Scientists have linked a surge in Earth's oxygen levels some 455 million years ago with an explosion in biodiversity on the planet, as nature took advantage of the extra breathing space to transform marine life and develop new species.
That boom in biodiversity is well known – it's called the Great Ordovician Biodiversification Event – but this is the first time we've been able to match it with a major increase in life-giving oxygen.
However, the team of researchers is keen to emphasise that more oxygen in the air and water was probably only one of the reasons why life flourished on Earth at this time, during the Ordovician period around 445-485 million years ago.
"We made another link between biodiversification and oxygen levels, but this time during the Ordovician where near-modern levels of oxygen were reached about 455 million years ago," says lead researcher Cole Edwards, a geological and environmental scientist from Appalachian State University in North Carolina.
"It should be stressed that this was probably not the only reason why diversification occurred at that time.
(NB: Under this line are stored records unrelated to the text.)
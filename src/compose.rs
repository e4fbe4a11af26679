//! Composition of the final ordered plugin list for one request.

use crate::plugin::{self, Plugin, PluginSpec};

/// Optimization mode: the safe tier alone, or safe plus aggressive.
#[derive(Debug, Clone, Copy, PartialEq, Eq, Default)]
pub enum Mode {
    #[default]
    Safe,
    Aggressive,
}

/// Feature toggles layered over the tiers.
#[derive(Debug, Clone, Copy, PartialEq, Eq)]
pub struct Toggles {
    /// Strip fixed pixel dimensions from the root element.
    pub strip_dimensions: bool,
    /// Keep the viewBox even if a later descriptor would drop it.
    pub preserve_viewbox: bool,
}

impl Default for Toggles {
    fn default() -> Self {
        Self {
            strip_dimensions: true,
            preserve_viewbox: true,
        }
    }
}

/// Build the final ordered plugin list. Pure data assembly: never fails, and
/// the result is recomputed per request, never cached.
///
/// Callers get final say: `extra` lands after every built-in entry, so a
/// repeated name re-enables or reconfigures a built-in under the engine's
/// last-occurrence-wins rule.
pub fn compose(mode: Mode, toggles: &Toggles, extra: &[PluginSpec]) -> Vec<PluginSpec> {
    let mut list: Vec<PluginSpec> = plugin::safe_tier()
        .into_iter()
        .map(PluginSpec::enabled)
        .collect();

    if mode == Mode::Aggressive {
        list.extend(plugin::aggressive_tier().into_iter().map(PluginSpec::enabled));
    }

    if !toggles.strip_dimensions {
        // Only one entry is expected from the built-in tiers.
        if let Some(idx) = list
            .iter()
            .position(|s| s.plugin.name() == Plugin::RemoveDimensions.name())
        {
            list.remove(idx);
        }
    }

    if toggles.preserve_viewbox {
        // Appended rather than merged so it wins over any tier entry.
        list.push(PluginSpec::disabled(Plugin::RemoveViewBox));
    }

    list.extend(extra.iter().cloned());
    list
}

#[cfg(test)]
mod tests {
    use super::*;
    use crate::plugin::RemoveAttrsConfig;

    fn names(list: &[PluginSpec]) -> Vec<&str> {
        list.iter().map(|s| s.plugin.name()).collect()
    }

    #[test]
    fn safe_mode_is_safe_tier_plus_viewbox_pin() {
        let list = compose(Mode::Safe, &Toggles::default(), &[]);
        let names = names(&list);
        assert_eq!(names.first(), Some(&"removeComments"));
        assert_eq!(names.last(), Some(&"removeViewBox"));
        assert!(!list.last().unwrap().active);
        assert!(!names.contains(&"sortAttrs"));
    }

    #[test]
    fn aggressive_mode_appends_aggressive_tier() {
        let list = compose(Mode::Aggressive, &Toggles::default(), &[]);
        let names = names(&list);
        let sort = names.iter().position(|n| *n == "sortAttrs").unwrap();
        let dims = names.iter().position(|n| *n == "removeDimensions").unwrap();
        assert!(dims < sort, "aggressive tier must follow the whole safe tier");
        assert!(names.contains(&"removeAttrs"));
    }

    #[test]
    fn dimension_toggle_removes_single_entry() {
        let toggles = Toggles {
            strip_dimensions: false,
            ..Toggles::default()
        };
        let list = compose(Mode::Safe, &toggles, &[]);
        assert!(!names(&list).contains(&"removeDimensions"));
    }

    #[test]
    fn viewbox_pin_can_be_dropped() {
        let toggles = Toggles {
            preserve_viewbox: false,
            ..Toggles::default()
        };
        let list = compose(Mode::Safe, &toggles, &[]);
        assert!(!names(&list).contains(&"removeViewBox"));
    }

    #[test]
    fn extras_come_last_in_given_order() {
        let extra = vec![
            PluginSpec::disabled(Plugin::RemoveComments),
            PluginSpec::enabled(Plugin::RemoveAttrs(RemoveAttrsConfig {
                patterns: vec!["id".into()],
            })),
        ];
        let list = compose(Mode::Safe, &Toggles::default(), &extra);
        let n = list.len();
        assert_eq!(list[n - 2], extra[0]);
        assert_eq!(list[n - 1], extra[1]);
        // the safe-tier removeComments is still present earlier: duplicates allowed
        assert_eq!(count(&list, "removeComments"), 2);
    }

    fn count(list: &[PluginSpec], name: &str) -> usize {
        list.iter().filter(|s| s.plugin.name() == name).count()
    }
}
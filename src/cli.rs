//! Command-line surface.

use std::path::PathBuf;

use clap::Parser;

#[derive(Parser, Debug)]
#[command(name = "svopt")]
#[command(about = "A batch SVG optimizer", long_about = None)]
#[command(after_help = "EXAMPLES:\n  \
    svopt icons/\n  \
    svopt 'assets/**/*.svg' -o build/icons --aggressive --png\n  \
    svopt logo.svg --plugin '{\"name\": \"removeComments\", \"active\": false}'")]
pub struct Cli {
    /// Input file, directory (recursed for *.svg/*.svgz) or glob pattern
    pub input: String,

    /// Output directory
    #[arg(short, long, default_value = "optimized")]
    pub out_dir: PathBuf,

    /// Enable the aggressive plugin tier (verify results visually)
    #[arg(long)]
    pub aggressive: bool,

    /// Report what would be done without writing anything
    #[arg(long)]
    pub dry_run: bool,

    /// Also export a PNG thumbnail per file
    #[arg(long)]
    pub png: bool,

    /// Worker pool size (defaults to the CPU core count, minimum 1)
    #[arg(short, long)]
    pub jobs: Option<usize>,

    /// Keep fixed pixel dimensions on the root element
    #[arg(long)]
    pub keep_dimensions: bool,

    /// Allow a re-enabled removeViewBox plugin to drop the viewBox
    #[arg(long)]
    pub no_preserve_viewbox: bool,

    /// Run the plugin pipeline once instead of iterating to a fixed point
    #[arg(long)]
    pub single_pass: bool,

    /// Coordinate precision for convertPathData
    #[arg(short, long)]
    pub precision: Option<u8>,

    /// Extra plugin descriptor as JSON, appended after all built-ins;
    /// repeatable, applied in the order given
    #[arg(long = "plugin", value_name = "JSON")]
    pub plugins: Vec<String>,
}
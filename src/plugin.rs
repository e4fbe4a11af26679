//! The transformation catalog: every built-in plugin as a typed variant,
//! plus an opaque `Custom` variant for caller-defined descriptors.

use serde::Deserialize;
use serde_json::Value;

use crate::error::SvoptError;

/// Configuration for `convertPathData`.
#[derive(Debug, Clone, Copy, PartialEq, Eq, Deserialize)]
#[serde(default, deny_unknown_fields)]
pub struct PathDataConfig {
    /// Decimal places kept in coordinates.
    pub precision: u8,
}

impl Default for PathDataConfig {
    fn default() -> Self {
        Self { precision: 2 }
    }
}

/// Configuration for `removeAttrs`.
///
/// Patterns are attribute names, with a trailing `*` allowed as a prefix
/// wildcard (`data-*`). Fill- and stroke-related attributes are never
/// removed, whatever the patterns say.
#[derive(Debug, Clone, PartialEq, Eq, Deserialize)]
#[serde(default, deny_unknown_fields)]
pub struct RemoveAttrsConfig {
    pub patterns: Vec<String>,
}

impl Default for RemoveAttrsConfig {
    fn default() -> Self {
        Self {
            patterns: vec!["class".into(), "data-name".into(), "data-*".into()],
        }
    }
}

/// A transformation from the catalog.
///
/// Identity is the catalog name (see [`Plugin::name`]); two values with the
/// same name are the same transformation under the engine's
/// last-occurrence-wins override rule, even when their configs differ.
#[derive(Debug, Clone, PartialEq)]
pub enum Plugin {
    RemoveComments,
    RemoveDoctype,
    RemoveXmlProcInst,
    RemoveMetadata,
    RemoveTitle,
    RemoveDesc,
    RemoveEditorsNsData,
    RemoveEmptyAttrs,
    RemoveHiddenElems,
    RemoveEmptyText,
    RemoveEmptyContainers,
    ConvertStyleToAttrs,
    ConvertColors,
    ConvertPathData(PathDataConfig),
    ConvertTransform,
    RemoveUnknownsAndDefaults,
    RemoveNonInheritableGroupAttrs,
    RemoveUselessStrokeAndFill,
    MergePaths,
    RemoveDimensions,
    RemoveViewBox,
    SortAttrs,
    RemoveAttrs(RemoveAttrsConfig),
    /// A caller-defined transformation, carried verbatim. The engine has no
    /// executor for these; an active one is an unknown-transformation error.
    Custom {
        name: String,
        params: serde_json::Map<String, Value>,
    },
}

impl Plugin {
    /// The catalog name, which is also the plugin's identity.
    pub fn name(&self) -> &str {
        match self {
            Plugin::RemoveComments => "removeComments",
            Plugin::RemoveDoctype => "removeDoctype",
            Plugin::RemoveXmlProcInst => "removeXMLProcInst",
            Plugin::RemoveMetadata => "removeMetadata",
            Plugin::RemoveTitle => "removeTitle",
            Plugin::RemoveDesc => "removeDesc",
            Plugin::RemoveEditorsNsData => "removeEditorsNSData",
            Plugin::RemoveEmptyAttrs => "removeEmptyAttrs",
            Plugin::RemoveHiddenElems => "removeHiddenElems",
            Plugin::RemoveEmptyText => "removeEmptyText",
            Plugin::RemoveEmptyContainers => "removeEmptyContainers",
            Plugin::ConvertStyleToAttrs => "convertStyleToAttrs",
            Plugin::ConvertColors => "convertColors",
            Plugin::ConvertPathData(_) => "convertPathData",
            Plugin::ConvertTransform => "convertTransform",
            Plugin::RemoveUnknownsAndDefaults => "removeUnknownsAndDefaults",
            Plugin::RemoveNonInheritableGroupAttrs => "removeNonInheritableGroupAttrs",
            Plugin::RemoveUselessStrokeAndFill => "removeUselessStrokeAndFill",
            Plugin::MergePaths => "mergePaths",
            Plugin::RemoveDimensions => "removeDimensions",
            Plugin::RemoveViewBox => "removeViewBox",
            Plugin::SortAttrs => "sortAttrs",
            Plugin::RemoveAttrs(_) => "removeAttrs",
            Plugin::Custom { name, .. } => name,
        }
    }

    /// Build a plugin from a descriptor name and optional parameter value.
    /// Unknown names become [`Plugin::Custom`], carried verbatim; parameters
    /// of known plugins must match that plugin's typed config.
    pub fn from_descriptor(name: &str, params: Option<Value>) -> Result<Plugin, SvoptError> {
        fn config<T: Default + for<'de> Deserialize<'de>>(
            params: Option<Value>,
        ) -> Result<T, serde_json::Error> {
            match params {
                Some(v) => serde_json::from_value(v),
                None => Ok(T::default()),
            }
        }

        Ok(match name {
            "removeComments" => Plugin::RemoveComments,
            "removeDoctype" => Plugin::RemoveDoctype,
            "removeXMLProcInst" => Plugin::RemoveXmlProcInst,
            "removeMetadata" => Plugin::RemoveMetadata,
            "removeTitle" => Plugin::RemoveTitle,
            "removeDesc" => Plugin::RemoveDesc,
            "removeEditorsNSData" => Plugin::RemoveEditorsNsData,
            "removeEmptyAttrs" => Plugin::RemoveEmptyAttrs,
            "removeHiddenElems" => Plugin::RemoveHiddenElems,
            "removeEmptyText" => Plugin::RemoveEmptyText,
            "removeEmptyContainers" => Plugin::RemoveEmptyContainers,
            "convertStyleToAttrs" => Plugin::ConvertStyleToAttrs,
            "convertColors" => Plugin::ConvertColors,
            "convertPathData" => Plugin::ConvertPathData(config(params)?),
            "convertTransform" => Plugin::ConvertTransform,
            "removeUnknownsAndDefaults" => Plugin::RemoveUnknownsAndDefaults,
            "removeNonInheritableGroupAttrs" => Plugin::RemoveNonInheritableGroupAttrs,
            "removeUselessStrokeAndFill" => Plugin::RemoveUselessStrokeAndFill,
            "mergePaths" => Plugin::MergePaths,
            "removeDimensions" => Plugin::RemoveDimensions,
            "removeViewBox" => Plugin::RemoveViewBox,
            "sortAttrs" => Plugin::SortAttrs,
            "removeAttrs" => Plugin::RemoveAttrs(config(params)?),
            _ => Plugin::Custom {
                name: name.to_string(),
                params: match params {
                    Some(Value::Object(map)) => map,
                    Some(other) => {
                        let mut map = serde_json::Map::new();
                        map.insert("value".into(), other);
                        map
                    }
                    None => serde_json::Map::new(),
                },
            },
        })
    }
}

/// A plugin plus its enabled flag: one entry of an ordered plugin list.
/// Lists may repeat a name; order is significant and later entries override
/// earlier ones with the same name.
#[derive(Debug, Clone, PartialEq)]
pub struct PluginSpec {
    pub plugin: Plugin,
    pub active: bool,
}

impl PluginSpec {
    pub fn enabled(plugin: Plugin) -> Self {
        Self {
            plugin,
            active: true,
        }
    }

    pub fn disabled(plugin: Plugin) -> Self {
        Self {
            plugin,
            active: false,
        }
    }

    /// Parse a JSON descriptor: `{"name": "...", "params": {...}, "active": bool}`
    /// (`params` and `active` optional, `active` defaults to true).
    pub fn from_json(json: &str) -> Result<PluginSpec, SvoptError> {
        #[derive(Deserialize)]
        #[serde(deny_unknown_fields)]
        struct RawDescriptor {
            name: String,
            #[serde(default)]
            params: Option<Value>,
            #[serde(default = "default_true")]
            active: bool,
        }
        fn default_true() -> bool {
            true
        }

        let raw: RawDescriptor = serde_json::from_str(json)?;
        Ok(PluginSpec {
            plugin: Plugin::from_descriptor(&raw.name, raw.params)?,
            active: raw.active,
        })
    }
}

/// The safe tier: structural and metadata cleanup that cannot change
/// rendering. Order is fixed; later passes assume earlier ones already ran
/// (mergePaths relies on attribute cleanup, removeEmptyContainers on the
/// element removals before it).
pub fn safe_tier() -> Vec<Plugin> {
    vec![
        Plugin::RemoveComments,
        Plugin::RemoveDoctype,
        Plugin::RemoveXmlProcInst,
        Plugin::RemoveMetadata,
        Plugin::RemoveTitle,
        Plugin::RemoveDesc,
        Plugin::RemoveEditorsNsData,
        Plugin::RemoveEmptyAttrs,
        Plugin::RemoveHiddenElems,
        Plugin::RemoveEmptyText,
        Plugin::RemoveEmptyContainers,
        Plugin::ConvertStyleToAttrs,
        Plugin::ConvertColors,
        Plugin::ConvertPathData(PathDataConfig::default()),
        Plugin::ConvertTransform,
        Plugin::RemoveUnknownsAndDefaults,
        Plugin::RemoveNonInheritableGroupAttrs,
        Plugin::RemoveUselessStrokeAndFill,
        Plugin::MergePaths,
        Plugin::RemoveDimensions,
    ]
}

/// The aggressive tier, appended after the safe tier: trades small visual
/// risk for size. Attribute sorting runs after all attribute cleanup.
pub fn aggressive_tier() -> Vec<Plugin> {
    vec![
        Plugin::SortAttrs,
        Plugin::RemoveAttrs(RemoveAttrsConfig::default()),
    ]
}

#[cfg(test)]
mod tests {
    use super::*;

    #[test]
    fn descriptor_round_trip_names() {
        for plugin in safe_tier().into_iter().chain(aggressive_tier()) {
            let rebuilt = Plugin::from_descriptor(plugin.name(), None).unwrap();
            assert_eq!(rebuilt.name(), plugin.name());
        }
    }

    #[test]
    fn json_descriptor_defaults_active() {
        let spec = PluginSpec::from_json(r#"{"name": "removeComments"}"#).unwrap();
        assert!(spec.active);
        assert_eq!(spec.plugin, Plugin::RemoveComments);
    }

    #[test]
    fn json_descriptor_with_params() {
        let spec =
            PluginSpec::from_json(r#"{"name": "convertPathData", "params": {"precision": 4}}"#)
                .unwrap();
        assert_eq!(
            spec.plugin,
            Plugin::ConvertPathData(PathDataConfig { precision: 4 })
        );
    }

    #[test]
    fn json_descriptor_unknown_name_is_custom() {
        let spec =
            PluginSpec::from_json(r#"{"name": "myPlugin", "params": {"k": 1}, "active": false}"#)
                .unwrap();
        assert!(!spec.active);
        match spec.plugin {
            Plugin::Custom { name, params } => {
                assert_eq!(name, "myPlugin");
                assert_eq!(params.get("k"), Some(&Value::from(1)));
            }
            other => panic!("expected custom plugin, got {:?}", other),
        }
    }

    #[test]
    fn json_descriptor_rejects_bad_json() {
        assert!(PluginSpec::from_json("{not json").is_err());
        assert!(PluginSpec::from_json(r#"{"params": {}}"#).is_err());
    }

    #[test]
    fn tier_contents() {
        let safe = safe_tier();
        assert_eq!(safe.first().unwrap().name(), "removeComments");
        assert_eq!(safe.last().unwrap().name(), "removeDimensions");
        assert!(!safe.iter().any(|p| p.name() == "removeViewBox"));
        assert!(!safe.iter().any(|p| p.name() == "sortAttrs"));
        assert_eq!(aggressive_tier().first().unwrap().name(), "sortAttrs");
    }
}
pub mod arena;
pub mod document;

pub use arena::{ElementData, MemoryDocument};
pub use indextree::NodeId;
pub use document::{classes, Document};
It is likely that other changes – such as ocean cooling, increased nutrient supply to the oceans and predation pressures – worked together to allow animal life to diversify for millions of years."
Peering this far into the past is tricky, but the new link was established by studying limestone formed around the time, trapping fossils of marine creatures in it, as well as working backwards from geological samples taken in the US, Canada, and South America.
Based on that analysis, oxygen levels in the oceans appeared to rise from roughly 10-13 percent to hit approximately 25 percent during the period.
At the same time, there was a three-fold increase in biodiversity: more marine life, big changes in species types, and even shifts in the composition of the ocean floors.
Exactly how the two are linked isn't clear cut though. The researchers say increased oxygenation could have had an indirect rather than a direct effect on ecosystems – by increasing overall temperatures, for example, and making Earth more conducive to life that way.
"Oxygen and animal life have always been linked, but most of the focus has been on how animals came to be," says one of the team, Matthew Saltzman from Ohio State University.
"Our work suggests that oxygen may have been just as important in understanding how animals came to be so diverse and abundant."
As the researchers point out, a cooling of the oceans and an increased supply of nutrients would have undoubtedly helped give life a leg up as well as higher levels of oxygen.
Another idea popular with scientists is that asteroid impacts helped life to flourish, but we're talking about so many millions of years ago, it's difficult to be sure.
The new analysis could shift our thinking in terms of the timeline for how Earth reached the levels of atmospheric oxygen we enjoy breathing today, and that in turn can help shed new light on how the earliest species grew and diversified.
It might also mean a reassessment of the Cambrian explosion, a point in time around 541 million years ago when creatures in most of the categories we use today first appeared.
"This study suggests that atmospheric oxygen levels did not reach and maintain modern levels for millions of years after the Cambrian explosion, which is traditionally viewed as the time when the ocean-atmosphere was oxygenated," says Edwards.
"In this research, we show that the oxygenation of the atmosphere and shallow ocean took millions of years, and only when shallow seas became progressively oxygenated were the major pulses of diversification able to take place."
The research has been published in Nature Geoscience.